"If this can help restore UMNO, then I am ready to accept the responsibility. I leave it to UMNO members, I am offering my services," Ku Li
KUALA LUMPUR: Four years ago, the prince from Kelantan tried to mount a challenge against a highly-popular Abdullah Ahmad Badawi for the United Malays National Organisation (UMNO) presidency and lost before he could even start.
This week, Mr Razaleigh Hamzah, a former Finance Minister, is back to offer himself as the white knight who could save an UMNO shaken to the core by its disastrous performance in the March 8 general election.
But while Mr Abdullah's political fortunes have plunged, it remains to be seen whether Mr Razaleigh's challenge this time will be any stronger — given the fact that he does not wield as much political clout within the party as he used to in the 1980s.
Amid rumblings within UMNO's rank-and-file that Prime Minister Abdullah should accept full responsibility for the ruling Barisan Nasional's (BN's) loss of its two-third majority in the polls, Mr Razaleigh said on Wednesday he was ready to contest party polls again.
Mr Razaleigh, 71, said he would contest the presidency of UMNO if he is nominated ahead of party elections in August, reported Malaysian newspapers yesterday. By virtue of UMNO's status as the BN's largest member, the party president will automatically become Malaysia's PM.
"If this can help restore UMNO, then I am ready to accept the responsibility. I leave it to UMNO members, I am offering my services," he was quoted as saying by Bernama news agency.
Mr Razaleigh has called for a special UMNO meeting in May to discuss the party's future, but it is unclear if he could muster enough support.
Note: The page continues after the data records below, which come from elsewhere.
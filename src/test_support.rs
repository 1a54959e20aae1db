use std::path::{Path, PathBuf};
use std::sync::{LazyLock, Mutex, MutexGuard};

static CWD_LOCK: LazyLock<Mutex<()>> = LazyLock::new(|| Mutex::new(()));

/// Switches the process working directory for the lifetime of the guard.
pub(crate) struct DirGuard {
    original: PathBuf,
    _lock: MutexGuard<'static, ()>,
}

impl DirGuard {
    pub(crate) fn new(new_dir: &Path) -> Self {
        // The working directory is process-global; hold the lock even if a
        // #[serial] annotation is missed.
        let lock = CWD_LOCK.lock().unwrap_or_else(|poison| poison.into_inner());
        let original = std::env::current_dir().unwrap();
        std::env::set_current_dir(new_dir).unwrap();
        Self {
            original,
            _lock: lock,
        }
    }
}

impl Drop for DirGuard {
    fn drop(&mut self) {
        let _ = std::env::set_current_dir(&self.original);
    }
}

/// Write a state file at `dir/relative`, creating directories as needed.
pub(crate) fn write_state(dir: &Path, relative: &str, content: &str) -> PathBuf {
    let path = dir.join(relative);
    if let Some(parent) = path.parent() {
        std::fs::create_dir_all(parent).unwrap();
    }
    std::fs::write(&path, content).unwrap();
    path
}

/// A state document shaped like the real collaboration state file.
pub(crate) const SAMPLE_STATE: &str = r#"{
  "projectName": "AIdeator",
  "version": 3,
  "tasks": {
    "1.1": {
      "description": "Initialize project structure.",
      "status": "completed",
      "assignedTo": "AI_Developer_01",
      "dependencies": [],
      "priority": "high",
      "startTime": "2026-10-01T09:00:00+00:00",
      "endTime": "2026-10-01T10:00:00+00:00",
      "outputs": ["./aideator-app/package.json"],
      "notes": ""
    },
    "1.5": {
      "description": "Configure Jest.",
      "status": "completed",
      "assignedTo": "AI_Developer_01",
      "dependencies": ["1.1"],
      "priority": "medium",
      "startTime": "2026-10-17T16:00:00+00:00",
      "endTime": "2026-10-17T18:30:00.000000+00:00",
      "outputs": ["./aideator-app/jest.config.cjs"],
      "notes": "ESM needs extra config."
    }
  },
  "agents": {"AI_Developer_01": {"role": "developer", "active": true}},
  "lastUpdatedAt": "2026-10-17T18:30:00.000000+00:00",
  "lastUpdatedBy": "AI_Developer_01",
  "notes": "Project kickoff."
}"#;
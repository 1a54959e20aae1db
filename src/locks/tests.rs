//! Tests for the locks subsystem.

use super::*;
use crate::error::StateError;
use chrono::{Duration, Utc};
use tempfile::TempDir;

fn state_path(temp_dir: &TempDir) -> std::path::PathBuf {
    let path = temp_dir.path().join("collaboration_state.json");
    std::fs::write(&path, "{\"tasks\": {}}").unwrap();
    path
}

fn write_lock(state_file: &std::path::Path, age: Duration) -> LockMetadata {
    let meta = LockMetadata::new("record", state_file, Utc::now() - age);
    std::fs::write(lock_path_for(state_file), meta.to_json().unwrap()).unwrap();
    meta
}

#[test]
fn test_lock_path_for() {
    assert_eq!(
        lock_path_for(std::path::Path::new("aideator-app/collaboration_state.json")),
        std::path::Path::new("aideator-app/collaboration_state.json.lock")
    );
}

#[test]
fn test_lock_metadata_describes_this_run() {
    let now = Utc::now();
    let meta = LockMetadata::new("record", std::path::Path::new("app/state.json"), now);

    assert!(meta.owner.contains('@'));
    assert_eq!(meta.pid, std::process::id());
    assert_eq!(meta.state_file, "app/state.json");
    assert!(!meta.is_stale_at(now + Duration::minutes(30), 30));
    assert!(meta.is_stale_at(now + Duration::minutes(31), 30));
}

#[test]
fn test_format_age() {
    assert_eq!(format_age(Duration::seconds(59)), "0m");
    assert_eq!(format_age(Duration::minutes(7)), "7m");
    assert_eq!(format_age(Duration::minutes(130)), "2h 10m");
    assert_eq!(format_age(Duration::hours(51)), "2d 3h");
    assert_eq!(format_age(Duration::minutes(-5)), "0m");
}

#[test]
fn test_holder_summary() {
    let now = Utc::now();
    let mut meta = LockMetadata::new("record", std::path::Path::new("state.json"), now);
    meta.owner = "dev@box".to_string();
    meta.pid = 4242;

    assert_eq!(
        meta.holder_summary(now + Duration::minutes(7)),
        "dev@box (pid 4242) running record for 7m"
    );
}

#[test]
fn test_metadata_survives_the_lock_file() {
    let temp_dir = TempDir::new().unwrap();
    let state = state_path(&temp_dir);

    let written = write_lock(&state, Duration::minutes(3));

    assert_eq!(LockMetadata::from_file(lock_path_for(&state)).unwrap(), written);
}

#[test]
fn test_acquire_writes_metadata_and_drop_releases() {
    let temp_dir = TempDir::new().unwrap();
    let state = state_path(&temp_dir);

    let guard = acquire_state_lock(&state, "record").unwrap();
    let meta = LockMetadata::from_file(guard.path()).unwrap();
    assert_eq!(meta.action, "record");

    let lock_path = guard.path().to_path_buf();
    drop(guard);
    assert!(!lock_path.exists());
}

#[test]
fn test_second_acquire_fails_with_holder_info() {
    let temp_dir = TempDir::new().unwrap();
    let state = state_path(&temp_dir);

    let _guard = acquire_state_lock(&state, "record").unwrap();
    let err = acquire_state_lock(&state, "record").unwrap_err();

    assert!(matches!(err, StateError::LockError(_)));
    assert_eq!(err.exit_code(), crate::exit_codes::LOCK_FAILURE);
    assert!(err.to_string().contains("running record"));
    assert!(err.to_string().contains("collab-state unlock"));
}

#[test]
fn test_release_removes_lock() {
    let temp_dir = TempDir::new().unwrap();
    let state = state_path(&temp_dir);

    let guard = acquire_state_lock(&state, "record").unwrap();
    assert_eq!(guard.release().unwrap(), Release::Removed);

    assert!(!lock_path_for(&state).exists());
    acquire_state_lock(&state, "record").unwrap();
}

#[test]
fn test_acquire_in_missing_directory_is_not_found() {
    let temp_dir = TempDir::new().unwrap();
    let state = temp_dir.path().join("nowhere").join("state.json");

    let err = acquire_state_lock(&state, "record").unwrap_err();

    assert!(matches!(err, StateError::FileNotFound(p) if p == state));
    assert!(!temp_dir.path().join("nowhere").exists());
}

#[test]
fn test_clear_absent_lock() {
    let temp_dir = TempDir::new().unwrap();
    let state = state_path(&temp_dir);

    assert!(matches!(
        clear_state_lock(&state, 30, false).unwrap(),
        ClearedLock::Absent
    ));
}

#[test]
fn test_clear_refuses_fresh_lock_without_force() {
    let temp_dir = TempDir::new().unwrap();
    let state = state_path(&temp_dir);
    write_lock(&state, Duration::minutes(1));

    let err = clear_state_lock(&state, 30, false).unwrap_err();

    assert!(err.to_string().contains("--force"));
    assert!(lock_path_for(&state).exists());
}

#[test]
fn test_clear_fresh_lock_with_force() {
    let temp_dir = TempDir::new().unwrap();
    let state = state_path(&temp_dir);
    write_lock(&state, Duration::minutes(1));

    let cleared = clear_state_lock(&state, 30, true).unwrap();

    assert!(matches!(cleared, ClearedLock::Removed(Some(meta)) if meta.action == "record"));
    assert!(!lock_path_for(&state).exists());
}

#[test]
fn test_clear_stale_lock() {
    let temp_dir = TempDir::new().unwrap();
    let state = state_path(&temp_dir);
    write_lock(&state, Duration::hours(2));

    clear_state_lock(&state, 30, false).unwrap();

    assert!(!lock_path_for(&state).exists());
}

#[test]
fn test_clear_unreadable_lock() {
    let temp_dir = TempDir::new().unwrap();
    let state = state_path(&temp_dir);
    std::fs::write(lock_path_for(&state), "garbage").unwrap();

    let cleared = clear_state_lock(&state, 30, false).unwrap();

    assert!(matches!(cleared, ClearedLock::Removed(None)));
}

#[test]
fn test_release_leaves_a_lock_taken_over_by_another_run() {
    let temp_dir = TempDir::new().unwrap();
    let state = state_path(&temp_dir);
    let guard = acquire_state_lock(&state, "record").unwrap();

    // Forced clear, then another run locks the same file.
    clear_state_lock(&state, 30, true).unwrap();
    let mut other = LockMetadata::new("record", &state, Utc::now());
    other.pid = std::process::id().wrapping_add(1);
    std::fs::write(lock_path_for(&state), other.to_json().unwrap()).unwrap();

    let err = guard.release().unwrap_err();

    assert!(matches!(err, StateError::LockError(_)));
    assert_eq!(LockMetadata::from_file(lock_path_for(&state)).unwrap(), other);
}

#[test]
fn test_drop_after_forced_clear_is_quiet() {
    let temp_dir = TempDir::new().unwrap();
    let state = state_path(&temp_dir);
    let guard = acquire_state_lock(&state, "record").unwrap();

    clear_state_lock(&state, 30, true).unwrap();
    drop(guard);

    assert!(!lock_path_for(&state).exists());
}
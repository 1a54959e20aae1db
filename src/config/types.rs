//! Constants and default value functions used by the Config struct.

/// State file location, relative to the working directory.
pub const DEFAULT_STATE_FILE: &str = "aideator-app/collaboration_state.json";

/// Priorities accepted for a task record.
pub const PRIORITIES: &[&str] = &["high", "medium", "low"];

pub(crate) fn default_state_file() -> String {
    DEFAULT_STATE_FILE.to_string()
}

pub(crate) fn default_actor() -> String {
    "AI_Developer_01".to_string()
}

pub(crate) fn default_prior_task_id() -> String {
    "1.5".to_string()
}

/// Placeholder in `state_note` replaced by the recorded task id.
pub const TASK_ID_PLACEHOLDER: &str = "{task_id}";

pub(crate) fn default_state_note() -> String {
    " Task {task_id} completed by AI Agent. ".to_string()
}

pub(crate) fn default_task_id() -> String {
    "1.6".to_string()
}

pub(crate) fn default_description() -> String {
    "Implement MCP Agent-to-Agent Framework.".to_string()
}

pub(crate) fn default_status() -> String {
    "completed".to_string()
}

pub(crate) fn default_assigned_to() -> String {
    default_actor()
}

pub(crate) fn default_dependencies() -> Vec<String> {
    vec!["1.1".to_string()]
}

pub(crate) fn default_priority() -> String {
    "high".to_string()
}

pub(crate) fn default_outputs() -> Vec<String> {
    [
        "./aideator-app/src/mcp/types.ts",
        "./aideator-app/src/mcp/MCPManager.ts",
        "./aideator-app/src/agents/SampleAgent.ts",
        "./aideator-app/src/index.ts (updated)",
    ]
    .iter()
    .map(|s| s.to_string())
    .collect()
}

pub(crate) fn default_task_notes() -> String {
    "Successfully implemented the initial MCP (Multi-Agent Communication Protocol) framework \
     including core manager, message types, and a sample agent integration. \
     Jules (AI Agent) performed this task."
        .to_string()
}

pub(crate) fn default_label() -> String {
    "MCP Framework".to_string()
}

pub(crate) fn default_lock_stale_minutes() -> u32 {
    30
}
//! Loading and saving the state document.

use super::StateDocument;
use crate::error::{Result, StateError};
use serde_json::Value;
use std::io::ErrorKind;
use std::path::Path;

impl StateDocument {
    /// Load and parse the state file.
    ///
    /// # Returns
    ///
    /// * `Err(StateError::FileNotFound)` - Nothing exists at `path`
    /// * `Err(StateError::ReadFailure)` - The file exists but cannot be read
    /// * `Err(StateError::MalformedDocument)` - The content is not valid JSON
    /// * `Err(StateError::InvalidDocument)` - Valid JSON, but not an object
    pub fn load<P: AsRef<Path>>(path: P) -> Result<Self> {
        let path = path.as_ref();
        let content = std::fs::read_to_string(path).map_err(|e| match e.kind() {
            ErrorKind::NotFound => StateError::FileNotFound(path.to_path_buf()),
            _ => StateError::ReadFailure {
                path: path.to_path_buf(),
                message: e.to_string(),
            },
        })?;
        Self::parse(path, &content)
    }

    /// Parse document content as if it had been read from `path`.
    pub fn parse<P: AsRef<Path>>(path: P, content: &str) -> Result<Self> {
        let path = path.as_ref();
        let value: Value =
            serde_json::from_str(content).map_err(|source| StateError::MalformedDocument {
                path: path.to_path_buf(),
                source,
            })?;

        match value {
            Value::Object(root) => Ok(Self {
                path: path.to_path_buf(),
                root,
            }),
            other => Err(StateError::invalid(
                path,
                format!(
                    "expected a JSON object at the top level, found {}",
                    json_kind(&other)
                ),
            )),
        }
    }

    /// Serialize the document pretty-printed with two-space indentation.
    pub fn to_pretty_json(&self) -> Result<String> {
        let mut output =
            serde_json::to_string_pretty(&self.root).map_err(|e| StateError::WriteFailure {
                path: self.path.clone(),
                message: format!("failed to serialize state document: {}", e),
            })?;
        output.push('\n');
        Ok(output)
    }

    /// Atomically write the whole document back to the path it was loaded from.
    pub fn save(&self) -> Result<()> {
        let content = self.to_pretty_json()?;
        crate::fs::atomic_write_file(&self.path, &content)
    }
}

/// Human-readable name of a JSON value's type, for error messages.
pub(crate) fn json_kind(value: &Value) -> &'static str {
    match value {
        Value::Null => "null",
        Value::Bool(_) => "a boolean",
        Value::Number(_) => "a number",
        Value::String(_) => "a string",
        Value::Array(_) => "an array",
        Value::Object(_) => "an object",
    }
}
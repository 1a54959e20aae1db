//! Configuration model for collab-state.
//!
//! A config file is optional. Every field has a default, and the defaults
//! reproduce the fixed task record this tool was written to record, so running
//! without a config (or flags) always writes that record. Unknown YAML fields
//! are ignored for forward compatibility.

mod model;
mod operations;
pub mod types;


// Re-export public API
pub use model::{Config, TaskTemplate};
pub use types::DEFAULT_STATE_FILE;
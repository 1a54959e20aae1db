//! Implementation of the `collab-state unlock` command.

use crate::cli::UnlockArgs;
use crate::config::Config;
use crate::error::Result;
use crate::locks::{self, ClearedLock};
use chrono::Utc;
use std::path::Path;

/// Execute the `collab-state unlock` command.
///
/// Locks younger than `lock_stale_minutes` need `--force`.
pub fn cmd_unlock(state_file: &Path, config: &Config, args: UnlockArgs) -> Result<()> {
    let lock_path = locks::lock_path_for(state_file);

    match locks::clear_state_lock(state_file, config.lock_stale_minutes, args.force)? {
        ClearedLock::Absent => println!("No lock on {}.", state_file.display()),
        ClearedLock::Removed(Some(meta)) => {
            println!("Removed lock: {}", lock_path.display());
            println!("  Held by: {}", meta.holder_summary(Utc::now()));
            println!("  Guarded: {}", meta.state_file);
        }
        ClearedLock::Removed(None) => {
            println!("Removed unreadable lock: {}", lock_path.display());
        }
    }

    Ok(())
}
Mr Adnan Mansor, the newly-appointed UMNO secretary-general, responded by saying it was up to party members to decide whether to nominate Mr Razaleigh. But Mr Adnan expressed confidence that Mr Abdullah, 68, still commanded strong support in the party.
Mr Razaleigh's open challenge puts new pressure on Mr Abdullah to keep his grip on UMNO — but it remains to be seen if the rank-and-file also consider the Kelantan royalty as the right man to lead them out of the worst crisis the party is facing since the Anwar Ibrahim affair in the late 1990s.
According to The Malaysian Insider news website, all the power brokers in the party are still aligned to Mr Abdullah and hold senior positions in the party and Cabinet.
There is also little motivation for the likes of UMNO deputy president Najib Razak, UMNO vice-presidents Muhyiddin Yassin and Ali Rustam, and UMNO Youth leader Hishammuddin Hussein, to join Mr Razaleigh since allowing him to become party president could delay their own succession prospects, the news portal added.
Malaysian political analyst Khoo Kay Peng calls Mr Razaleigh's bid for the UMNO presidency a "long shot".
"Tengku Razaleigh has been out of mainstream UMNO politics for more than 10 years. He was most powerful when he was the Finance Minister, but he has lost the clout. It will be difficult for him to shift UMNO's power base and to hold UMNO's network together," he told TODAY.
Mr Khoo believes "some 25 to 30 per cent" of UMNO delegates are likely to vote for Mr Razaleigh in the event of a contest for the UMNO presidency.
Although the odds may be stacked against him, Mr Razaleigh — who could have been the PM had he succeeded in defeating Dr Mahathir Mohamad in the 1987 UMNO presidential election — should not be dismissed as an "opportunist", said political analyst Yang Razali Kassim.
"I think he has proven to be an UMNO loyalist over the years," Mr Yang Razali, who is from the S Rajaratnam School of International Studies in Singapore. "He challenged Dr Mahathir in the 1980s for the presidency in an open democratic way. He lost by a thin margin, left to form a splinter party but came back to UMNO and disbanded his splinter party for the sake of Malay unity, after a healing period. He has remained in UMNO since then."
And there are those who believe that Mr Razaleigh, whose nickname is Ku Li, may actually stand a chance against Mr Abdullah if the ground sentiments continue to sour.
"Based on past experience, Ku Li should not have much of a chance," said Dr Ooi Kee Beng, a fellow at the Institute of South-east Asian Studies.
"But we are in a new era now, so all old bets are off. He does have a chance because the UMNO ground is overwhelmed by the losses and things can go one way or the other," Dr Ooi told TODAY.